• _PROMPT_
Lines to restate from the data below: from the one containing "#[derive(Debug, Clone, Serialize, Deserialize)]" to the one containing "Manifest entries are", both included. Give them again exactly, and only them.

• _DATA IN THIS EXERCISE_
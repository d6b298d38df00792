//! Attached-file models for job input manifests.

use serde::{Deserialize, Serialize};
use triage_core::types::{DbId, Timestamp};

/// A file attached to a job. Immutable once attached.
#[derive(Debug, Clone, Serialize, Deserialize)]
pub struct Attachment {
    pub id: DbId,
    pub job_id: DbId,
    /// Opaque object-storage handle, resolved by the storage collaborator.
    pub storage_key: String,
    pub filename: String,
    pub size_bytes: i64,
    /// SHA-256 hex digest of the file content. Manifest entries are
    /// keyed by this digest, which makes re-attachment idempotent.
    pub checksum: String,
    pub created_at: Timestamp,
}

/// An uploaded file awaiting attachment. Carries no job reference yet;
/// the Job Store binds it during `attach_and_activate`.
#[derive(Debug, Clone)]
pub struct NewAttachment {
    pub storage_key: String,
    pub filename: String,
    pub size_bytes: i64,
    pub checksum: String,
}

• _RESPONSE_
#[derive(Debug, Clone, Serialize, Deserialize)]
pub struct Attachment {
    pub id: DbId,
    pub job_id: DbId,
    /// Opaque object-storage handle, resolved by the storage collaborator.
    pub storage_key: String,
    pub filename: String,
    pub size_bytes: i64,
    /// SHA-256 hex digest of the file content. Manifest entries are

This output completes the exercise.